The First Three Tables: Share performance, size and valuation


As I mentioned in the opening section of this article, the tables below provide some valuation metrics for the 22 high flyers, the FAANG+M names, and for TSLA and ARKK. I have included three tables with these companies ranked three different ways:


1. Current price as a percent of 52-week high (from high to low)

2. Market value of each company (to give an idea of each companies’ size)

3. Market cap-to-forward sales for each company (to give an idea of each companies’ valuation)


All three tables include YtD returns and whether or not the companies were bottom-line profitable based on GAAP (notrestated earnings) in at least one of the last four quarters.

Table 1: Price, YtD Return and % 52-Week High


Table 2: Size (market capitalisation)


Table 3: Valuation (ratio market cap to forward revenues)

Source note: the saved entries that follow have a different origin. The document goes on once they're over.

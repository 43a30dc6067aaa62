//! Product metadata lookup by barcode.
//!
//! Defines the `ProductLookup` trait; the Kassal EAN API is the only
//! implementation.

pub mod kassal;

use async_trait::async_trait;

use crate::types::{PriceError, ProductInfo};

/// Abstraction over product metadata services.
///
/// A barcode the service does not know resolves to `ProductInfo::unknown()`;
/// transport and API failures are errors.
#[cfg_attr(test, mockall::automock)]
#[async_trait]
pub trait ProductLookup: Send + Sync {
    async fn lookup(&self, barcode: &str) -> Result<ProductInfo, PriceError>;

    /// Provider name for logging and identification.
    fn name(&self) -> &str;
}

Pandemic and Recession/Reflation Comments


The chart below profiles how some of the 22 high flyers were affected by the pandemic. Sorry for the small print!


The last table below looks at the effects of a recovering economy on a subset of the 22 names.


Conclusion


There is so much more that would need to be covered to properly assess these 22 companies and the "right" price for their shares. The purpose of this article is not so much to provide a view on each company and their share price, but to give you a few tools – mostly technical – to reach your own conclusions. I am simply not close enough to the companies or industries to provide this. As I said throughout my work on these names over the last couple of months, they are expensive stocks and remain vulnerable to any sort of downdraft or general rotation towards value, a broad trend that has characterised the market now for several months. Use this time to get close to the companies you might like best but chose your entry points carefully.


DISCLOSURE: For the record, I am neither advising you to buy or sell any of the stocks I discussed in this paper. I (author) currently have long or short positions in ABNB, SQ, ROKU, PTON, SHOP, MTCH, MSFT, AMZN, AAPL, GOOGL, FB and ARKK.